4 Tips For Keeping Your Christmas Tree Alive All Holiday Season

Decorating for the holiday season with a live Christmas tree will fill your home with that woody pine smell. However, while it looks luscious and beautiful, covered in ornaments, a real tree needs to be cared for almost every day to stay alive. It will only take a couple of minutes each day, but if you neglect it, the tree can become a fire hazard. But before getting to the maintenance part at home, you need to pick the perfect Christmas tree first. You can either select one that was pre-cut or a freshly chopped-down one.

When deciding which one will look best in your house, stand 5 to 8 feet away from them and look from different angles. Lowe's explains that you want to look for a symmetrical shape, dense branches, good color, and a pleasant fragrance. Another test you can do is to check how dehydrated the tree is because the dryer it is, the quicker it will die. Shake the branches, and if any green needles fall, the tree desperately needs water; it's okay if brown needles fall. But once you take it home, you need to care for it so it lasts. So, here are a few tips on keeping your tree alive throughout the entire holiday season.

1. Trim the trunk

The first thing you should do to give your tree the longest lifespan possible in your home is trim the trunk. With a handsaw or chainsaw, remove ¼ to 1 inch of the wood trunk, Tree Towne Christmas Trees explains, and make sure the cut is flat and not at an angle or v-shape because then it won't be able to sit on the stand correctly.

Trimming the trunk of a Christmas tree allows it to drink more water because it uncovers the pores in the wood. These are pine or fir trees with sap that will leak out of the freshly cut bark and dry. Once it is dry, it creates a seal that will prevent enough water from absorbing into its whole body. The sap can dry within an hour, so it's essential to do this yourself if it wasn't done when you purchased the tree or if you live far from where you bought it.

2. Keep it away from heat

Heat is the worst thing for your Christmas tree. The trick to keeping it alive is ensuring it is hydrated; exposure to heat will suck the moisture out of it. You should not place your tree near a fireplace, candles, radiator, portable heater, or a south-facing window with direct sunlight. Aire Serv Heating & Air Conditioning also advocates against putting it near air vents because of high indoor temperatures during winter. Ideally, the cooler the temperature is, the less dry the air is. Then, your Christmas tree will stay alive longer and drink less water.

Leaving it near high heat is very dangerous and can result in a house fire. Even faulty or frayed Christmas lights can set a dry tree ablaze. Once they catch fire, the whole sapling will go into flames within seconds. The National Fire Protection Association reported that from 2015 to 2019, there were 160 house fires each year that started from a Christmas tree. So, to avoid this, ensure that once it begins losing needles and the branches droop you get rid of it.

3. Water it every day

Making sure your tree has enough water is the best way to keep it alive for the longest amount of time possible. There are multiple species of Christmas trees, which will drink varying amounts of water, but a tip is that the longer the needles are, the more water they will need. To know if your tree is getting enough moisture, you should check the stand at least once a day, but it's preferable to do so in the morning and evening, according to East River Nursery.

When you look at the tree stand, the trunk should have about 2 inches of water covering it. (Ensure that your tree stand is level, so nothing leaks out). It should also be able to hold at least 1 gallon of water, so you won't have to add more multiple times a day.
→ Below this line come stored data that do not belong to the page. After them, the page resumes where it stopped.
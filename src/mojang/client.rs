/// Mojang Client - Username lookups and profile texture loading
use crate::{
    config::HttpConfig,
    error::{EngineError, EngineResult, FetchError},
    identity::ProfileIdentity,
    mojang::{
        profile::{NameLookupResponse, SessionProfileResponse},
        RemoteHttp,
    },
    resolution::{
        normalize_username, DefaultTextureProvider, IdentityLookup, ResolvedTexture,
        TextureHandle, TextureLoader,
    },
    textures::{TextureKind, TextureMetadata, TextureStore},
};
use async_trait::async_trait;
use std::sync::Arc;
use tracing::debug;
use uuid::Uuid;

/// Identity and texture client for the official profile services
#[derive(Clone)]
pub struct MojangClient {
    http: RemoteHttp,
    api_base_url: String,
    session_base_url: String,
    store: Arc<dyn TextureStore>,
    defaults: Arc<dyn DefaultTextureProvider>,
}

impl MojangClient {
    /// Create a new client
    pub fn new(
        config: &HttpConfig,
        store: Arc<dyn TextureStore>,
        defaults: Arc<dyn DefaultTextureProvider>,
    ) -> EngineResult<Self> {
        Ok(Self::with_http(RemoteHttp::new(config)?, config, store, defaults))
    }

    /// Create a client sharing an existing HTTP client and limiter
    pub fn with_http(
        http: RemoteHttp,
        config: &HttpConfig,
        store: Arc<dyn TextureStore>,
        defaults: Arc<dyn DefaultTextureProvider>,
    ) -> Self {
        Self {
            http,
            api_base_url: config.api_base_url.trim_end_matches('/').to_string(),
            session_base_url: config.session_base_url.trim_end_matches('/').to_string(),
            store,
            defaults,
        }
    }

    fn lookup_url(&self, username: &str) -> String {
        format!(
            "{}/users/profiles/minecraft/{}",
            self.api_base_url,
            urlencoding::encode(username)
        )
    }

    fn profile_url(&self, id: &Uuid) -> String {
        format!(
            "{}/session/minecraft/profile/{}?unsigned=false",
            self.session_base_url,
            id.simple()
        )
    }

    /// Stored textures are keyed by the normalized username they were
    /// resolved for, so a restart can find them before any lookup
    fn texture_key(kind: TextureKind, normalized: &str) -> String {
        format!("{}/{}", kind.as_str(), normalized)
    }

    async fn open_cached(&self, kind: TextureKind, normalized: &str) -> Option<TextureHandle> {
        let key = Self::texture_key(kind, normalized);
        match self.store.open(&key, kind).await {
            Ok(handle) => handle,
            Err(e) => {
                debug!("Could not read cached {}: {}", key, e);
                None
            }
        }
    }

    async fn download(
        &self,
        key: &str,
        kind: TextureKind,
        url: &str,
    ) -> Result<TextureHandle, FetchError> {
        let bytes = self.http.get_bytes("texture", url).await?;
        self.store
            .register(key, kind, bytes)
            .await
            .map_err(|e| match e {
                EngineError::TextureStorage(detail) => FetchError::Internal(detail),
                other => FetchError::Internal(other.to_string()),
            })
    }

    /// Secondary textures are best effort: a failure leaves them out
    async fn download_optional(
        &self,
        key: String,
        kind: TextureKind,
        url: Option<&str>,
    ) -> Option<TextureHandle> {
        let url = url?;
        match self.download(&key, kind, url).await {
            Ok(handle) => Some(handle),
            Err(e) => {
                debug!("Skipping {} {}: {}", kind.as_str(), key, e);
                None
            }
        }
    }
}

#[async_trait]
impl IdentityLookup for MojangClient {
    async fn lookup(&self, normalized_username: &str) -> Result<ProfileIdentity, FetchError> {
        let response: NameLookupResponse = self
            .http
            .get_json("profile_lookup", &self.lookup_url(normalized_username))
            .await?;
        response.into_identity()
    }
}

#[async_trait]
impl TextureLoader for MojangClient {
    async fn load(
        &self,
        profile: &ProfileIdentity,
        fallback_id: Uuid,
    ) -> Result<ResolvedTexture, FetchError> {
        let session: SessionProfileResponse = self
            .http
            .get_json("session_profile", &self.profile_url(&profile.id))
            .await?;
        let textures = session.textures()?;

        let name = normalize_username(&profile.name);
        let mut resolved = match textures.skin_url.as_deref() {
            Some(url) => {
                let key = Self::texture_key(TextureKind::Skin, &name);
                let handle = self.download(&key, TextureKind::Skin, url).await?;
                let metadata = TextureMetadata {
                    model: textures.model,
                };
                if let Err(e) = self.store.put_metadata(&key, &metadata).await {
                    debug!("Could not record model of {}: {}", key, e);
                }
                ResolvedTexture::new(handle, textures.model)
            }
            None => {
                debug!("{} uses a default skin", profile.name);
                self.defaults.default_texture(fallback_id)
            }
        };

        resolved.cape = self
            .download_optional(
                Self::texture_key(TextureKind::Cape, &name),
                TextureKind::Cape,
                textures.cape_url.as_deref(),
            )
            .await;
        resolved.elytra = self
            .download_optional(
                Self::texture_key(TextureKind::Elytra, &name),
                TextureKind::Elytra,
                textures.elytra_url.as_deref(),
            )
            .await;

        Ok(resolved)
    }

    async fn register_url(&self, key: &str, url: &str) -> Result<TextureHandle, FetchError> {
        self.download(key, TextureKind::for_key(key), url).await
    }

    async fn load_cached(
        &self,
        normalized_username: &str,
    ) -> Result<Option<ResolvedTexture>, FetchError> {
        let Some(skin) = self.open_cached(TextureKind::Skin, normalized_username).await else {
            return Ok(None);
        };

        let key = Self::texture_key(TextureKind::Skin, normalized_username);
        let model = self
            .store
            .get_metadata(&key)
            .await
            .map_err(|e| FetchError::Internal(e.to_string()))?
            .unwrap_or_default()
            .model;

        let mut resolved = ResolvedTexture::new(skin, model);
        resolved.cape = self.open_cached(TextureKind::Cape, normalized_username).await;
        resolved.elytra = self.open_cached(TextureKind::Elytra, normalized_username).await;
        Ok(Some(resolved))
    }
}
Providing your Christmas tree with the proper amount of water will keep it alive and lower the chances of it catching on fire.

4. Use Christmas tree preservatives

Adding Christmas tree preservatives to the water is a controversial topic, but many people use these products to keep their décor alive until January. There are commercial products and everyday household items that are said to keep your tree alive and fire-resistant, ranging from Miracle-Gro to sugar and vodka. ThoughtCo. explains that some scientists agree with the product claims, so as long as you properly water your tree, using these things won't be a problem and can give you peace of mind against house fires. For instance, the Plantabbs Products' Prolong Tree Preservative is said to increase water absorption so the needles won't fall, while Miracle-Gro For Christmas Trees claims to contain nutrients that will feed your tree.

On the other side, some scientists say putting preservatives in your tree's water will actually do the opposite. Dr. Kathy Crowley, an assistant professor of plant biology at Unity College in Maine, explained to Verify that putting too much of these additives can cause your tree to absorb less water. So instead, she recommends just using plain water.